Hot on the heels of the Committees of Advertising Practice’s new tougher standards of gambling advertising comes an Advertising Standards Authority ruling announced today (that can be downloaded below), concluding that a TV advertisement for PokerStars seen on 26 October 2017 portrayed gambling behaviour that was socially irresponsible and in the context of recklessness and therefore was in breach of the BCAP Code rules 17.3.1 and 17.3.8.
The ad (that can be viewed here) included a voice-over which said: “Here you are, the moment when bluffing is the only way to win, you’re freaking out kiddo, but think about all those times you bluffed yourself. Like the pull-up bar waiting for you to get back in-shape, that book you’re definitely going to read, your parents never ever had sex. Use that talent because if you can bluff yourself, you can bluff anyone. Pokerstars, you’re already a great poker player”.
The ASA states in its ruling that, while it was “acknowledged that big “all in” bluffs were a part of the game, we considered that the message that bluffing should be attempted without any experience of playing poker or any understanding of poker strategy portrayed gambling behaviour in the context of recklessness and in a manner that could lead to financial harm”.
In October 2014, the ASA published advice (that includes reference to a previous PokerStars.com ad) entitled “Betting and gaming: Enhanced personal qualities and links with toughness, recklessness and resilience” to the effect that gambling products should not:
- suggest that gambling can enhance personal qualities (for example that it can improve self-image or self-esteem, or is a way to gain control, superiority, recognition or admiration) or
- portray gambling in a context of toughness or link it to resilience or recklessness.

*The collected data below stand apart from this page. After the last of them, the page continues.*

// ==========================================
// Correlativities Engine - API Errors
// ==========================================
// Translates repository and engine errors into caller-facing messages.
// Every error carries an explicit reason.
// ==========================================

use crate::engine::EngineError;
use crate::repository::error::RepositoryError;
use thiserror::Error;

#[derive(Error, Debug)]
pub enum ApiError {
    // ==========================================
    // Input / business rule errors
    // ==========================================
    #[error("validation failed: {0}")]
    ValidationFailure(String),

    #[error("not found: {0}")]
    NotFound(String),

    #[error("subject {subject_id} is full ({current_enrollment}/{capacity})")]
    CapacityExceeded {
        subject_id: String,
        capacity: i32,
        current_enrollment: i32,
    },

    #[error("business rule violated: {0}")]
    BusinessRuleViolation(String),

    // ==========================================
    // Data access errors
    // ==========================================
    #[error("store failure: {0}")]
    StoreFailure(String),

    #[error("graph load failed: {0}")]
    GraphLoadFailure(String),

    // ==========================================
    // Generic
    // ==========================================
    #[error("internal error: {0}")]
    Internal(String),

    #[error(transparent)]
    Other(#[from] anyhow::Error),
}

// ==========================================
// From RepositoryError
// ==========================================
impl From<RepositoryError> for ApiError {
    fn from(err: RepositoryError) -> Self {
        match err {
            RepositoryError::NotFound { entity, id } => {
                ApiError::NotFound(format!("{}(id={})", entity, id))
            }
            RepositoryError::CapacityExceeded {
                subject_id,
                capacity,
                current_enrollment,
            } => ApiError::CapacityExceeded {
                subject_id,
                capacity,
                current_enrollment,
            },
            RepositoryError::UniqueConstraintViolation(msg) => {
                ApiError::BusinessRuleViolation(format!("unique constraint violated: {}", msg))
            }
            RepositoryError::ForeignKeyViolation(msg) => {
                ApiError::BusinessRuleViolation(format!("foreign key violated: {}", msg))
            }
            RepositoryError::ValidationError(msg) => ApiError::ValidationFailure(msg),
            RepositoryError::FieldValueError { field, message } => {
                ApiError::ValidationFailure(format!("field {}: {}", field, message))
            }
            RepositoryError::LockError(msg) => {
                ApiError::StoreFailure(format!("database lock failed: {}", msg))
            }
            RepositoryError::DatabaseConnectionError(msg)
            | RepositoryError::DatabaseTransactionError(msg)
            | RepositoryError::DatabaseQueryError(msg) => ApiError::StoreFailure(msg),
            RepositoryError::InternalError(msg) => ApiError::Internal(msg),
            RepositoryError::Other(err) => ApiError::Other(err),
        }
    }
}

// ==========================================
// From EngineError
// ==========================================
impl From<EngineError> for ApiError {
    fn from(err: EngineError) -> Self {
        match err {
            EngineError::Store(source) => ApiError::from(source),
            err @ EngineError::GraphLoad { .. } => ApiError::GraphLoadFailure(err.to_string()),
            EngineError::CapacityExceeded {
                subject_id,
                capacity,
                current_enrollment,
            } => ApiError::CapacityExceeded {
                subject_id,
                capacity,
                current_enrollment,
            },
            EngineError::NotFound { entity, id } => {
                ApiError::NotFound(format!("{}(id={})", entity, id))
            }
        }
    }
}

pub type ApiResult<T> = Result<T, ApiError>;
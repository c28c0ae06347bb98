// ==========================================
// Correlativities Engine - Store Ports
// ==========================================
// Read/write interfaces of the three external collaborators the engine
// consumes. No business rules here: stores only move data.
// Implementors: SubjectRepository / PrerequisiteRepository /
// EnrollmentRepository (rusqlite), test mocks.
// ==========================================

use crate::domain::{
    CapacityInfo, CareerId, Enrollment, EnrollmentId, EnrollmentStatus, NewEnrollment,
    PrerequisiteEdge, PrerequisiteId, StudentId, Subject, SubjectId,
};
use crate::repository::error::RepositoryResult;
use async_trait::async_trait;

// ==========================================
// CatalogStore
// ==========================================
/// Subject metadata and career plan lookups
#[async_trait]
pub trait CatalogStore: Send + Sync {
    /// Subjects assigned to a career
    ///
    /// `year`/`semester` of each returned subject are the career-specific
    /// placement, not the subject's catalog default.
    ///
    /// # Returns
    /// - Ok(Vec<Subject>): ordered by (year, semester, name); empty for an unknown career
    async fn subjects_by_career(&self, career_id: &CareerId) -> RepositoryResult<Vec<Subject>>;

    /// Subjects by ids; unknown ids are skipped
    async fn find_subjects(&self, subject_ids: &[SubjectId]) -> RepositoryResult<Vec<Subject>>;

    /// Capacity read used right before enrolling
    ///
    /// # Returns
    /// - Ok(None): subject does not exist
    async fn subject_capacity(&self, subject_id: &SubjectId)
        -> RepositoryResult<Option<CapacityInfo>>;
}

// ==========================================
// PrerequisiteStore
// ==========================================
/// Directed edges `(subject_id, prerequisite_subject_id)`
#[async_trait]
pub trait PrerequisiteStore: Send + Sync {
    /// Every edge, in creation order
    async fn get_all(&self) -> RepositoryResult<Vec<PrerequisiteEdge>>;

    /// Edges whose `subject_id` is the given subject
    async fn get_by_subject(&self, subject_id: &SubjectId) -> RepositoryResult<Vec<PrerequisiteEdge>>;

    /// Edges whose `prerequisite_subject_id` is the given subject
    async fn get_subjects_that_require(
        &self,
        prerequisite_id: &SubjectId,
    ) -> RepositoryResult<Vec<PrerequisiteEdge>>;

    /// Add an edge
    ///
    /// # Errors
    /// - ValidationError: self-edge
    /// - UniqueConstraintViolation: edge already present
    async fn create(
        &self,
        subject_id: &SubjectId,
        prerequisite_id: &SubjectId,
    ) -> RepositoryResult<PrerequisiteEdge>;

    async fn delete(&self, id: &PrerequisiteId) -> RepositoryResult<()>;

    async fn delete_by_subject(&self, subject_id: &SubjectId) -> RepositoryResult<()>;
}

// ==========================================
// EnrollmentStore
// ==========================================
/// Enrollment records, one per (student, subject)
#[async_trait]
pub trait EnrollmentStore: Send + Sync {
    /// Every record of a student
    async fn list_by_student(&self, student_id: &StudentId) -> RepositoryResult<Vec<Enrollment>>;

    /// Record for (student, subject), if any
    async fn find_by_student_and_subject(
        &self,
        student_id: &StudentId,
        subject_id: &SubjectId,
    ) -> RepositoryResult<Option<Enrollment>>;

    async fn find_by_id(&self, id: &EnrollmentId) -> RepositoryResult<Option<Enrollment>>;

    /// Capacity check and insert as one atomic operation
    ///
    /// Reads `capacity`/`current_enrollment`, refuses when full, inserts the
    /// record and, when the new status occupies a seat, increments
    /// `current_enrollment`. No other writer can interleave between the
    /// check and the insert.
    ///
    /// # Errors
    /// - NotFound: subject does not exist
    /// - CapacityExceeded: subject full at check time
    /// - UniqueConstraintViolation: (student, subject) already recorded
    async fn create_within_capacity(&self, enrollment: NewEnrollment)
        -> RepositoryResult<Enrollment>;

    /// Status overwrite without a lifecycle guard
    ///
    /// Keeps `current_enrollment` equal to the number of seat-occupying
    /// records of the subject. A change that would take a seat is refused
    /// when the subject is full, and the record keeps its status.
    ///
    /// # Errors
    /// - NotFound: unknown enrollment id
    /// - CapacityExceeded: re-activation while the subject is full
    async fn change_status(
        &self,
        id: &EnrollmentId,
        status: EnrollmentStatus,
    ) -> RepositoryResult<Enrollment>;
}
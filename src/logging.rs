// ==========================================
// Logging initialization
// ==========================================
// tracing + tracing-subscriber
// Level filter from the RUST_LOG environment variable
// ==========================================

use tracing_subscriber::{fmt, EnvFilter};

fn env_filter() -> EnvFilter {
    EnvFilter::try_from_default_env().unwrap_or_else(|_| EnvFilter::new("info"))
}

/// Initialize human-readable logging
///
/// # Environment
/// - RUST_LOG: level filter (default: info)
///   e.g. RUST_LOG=debug or RUST_LOG=correlativities_engine=trace
///
/// # Example
/// ```no_run
/// use correlativities_engine::logging;
/// logging::init();
/// ```
pub fn init() {
    fmt()
        .with_env_filter(env_filter())
        .with_target(true)
        .with_thread_ids(false)
        .with_line_number(true)
        .with_writer(std::io::stderr)
        .init();
}

/// JSON lines, for non-interactive runs
pub fn init_json() {
    fmt()
        .json()
        .with_env_filter(env_filter())
        .with_current_span(true)
        .with_writer(std::io::stderr)
        .init();
}

/// Test logging: debug level, captured by the test harness
pub fn init_test() {
    let _ = fmt()
        .with_env_filter(EnvFilter::new("debug"))
        .with_test_writer()
        .try_init();
}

UPDATE: David Clifton is quoted on this ruling in an EGR Marketing article entitled “ASA calls PokerStars’ bluff” the two pages of which can be downloaded below.
His quoted comments are taken from his following overall assessment of the position:
- PokerStars will have been surprised by the ruling, particularly given Clearcast’s opinion that the ad portrayed bluffing as an important poker skill and that the context was not reckless.
- The ASA has disagreed with Clearcast, believing that the ad portrayed a socially irresponsible message (in the context of recklessness) that bluffing should be attempted without any experience of playing poker or any understanding of poker strategy. Having seen the ad, I can see how the ASA might have formed that view, especially in the context of the new tougher CAP gambling advertising guidance on mitigating potential harms associated with problem gambling, that came into force just 2 days before the PokerStars ruling, which I believe will have influenced their thinking.
- That guidance (originally published on 14 February 2018) states expressly in relation to BCAP Code 17.3.8 (i.e. “advertisements must not portray gambling in a context of toughness or link it to resilience or recklessness”): “Marketing communications should avoid portrayals that could be interpreted as reckless behaviour such as a character betting all their remaining chips”, which is exactly what is shown in the PokerStars ad.
- Some may think that the ASA should have made greater allowance for the fact that the PokerStars was screened in October last year before the new guidance was published. However, such a criticism would ignore the content of previous ASA/CAP advice entitled “Betting and gaming: Enhanced personal qualities and links with toughness, recklessness and resilience” given as long ago as October 2014 citing a 2008 ASA ruling against Pokerstars.com.
- The gambling advertising rules are most certainly open to interpretation but the Committees of Advertising Practice guidance is intended to guide not only the ASA but also advertisers, agencies and media owners on interpretation of the gambling sections of the UK Advertising Codes. It is not surprising that the boundaries of acceptable advertising are pushed but ads that are likely to reduce the perception of risk associated with gambling and/or have a potentially negative impact on vulnerable persons are always going to attract regulatory attention. It is important to bear in mind that that is not restricted to the regulatory attention of the ASA, but also that of the Gambling Commission, as is clear, for example, from the recent £350,000 fine imposed by the Commission on ElectraWorks for misleading advertising. Consistent with this, when welcoming the new CAP gambling advertising guidance, the Commission said: “We support any enforcement activity by the ASA against operators who do not comply and will not hesitate to take our own enforcement action against those who do not take their responsibilities seriously”.
- As happened here, one single complaint can serve to bring something to the attention of the ASA, of which it might otherwise have been unaware, as a result of which it identifies an additional issue of concern beyond that identified in the complaint. I think such an approach is justified, as long as the ASA does not start a formal investigation into every complaint that it receives, and it does not do that. It says on its website, for example:
- “With any complaint the ASA receives, our focus is on providing a proportionate and fair process for all involved. We don’t play a numbers game – just one complaint can prompt us to take action if there appears to be a problem under the advertising rules. We take all complaints seriously but we look at whether or not the rules have been broken rather than simply basing our decisions on the number of complaints an ad might prompt” and
- “It’s worth noting that around 80% of complaints don’t raise any problems under our rules, allowing us to resolve the issue without the need to take action against an advertiser”.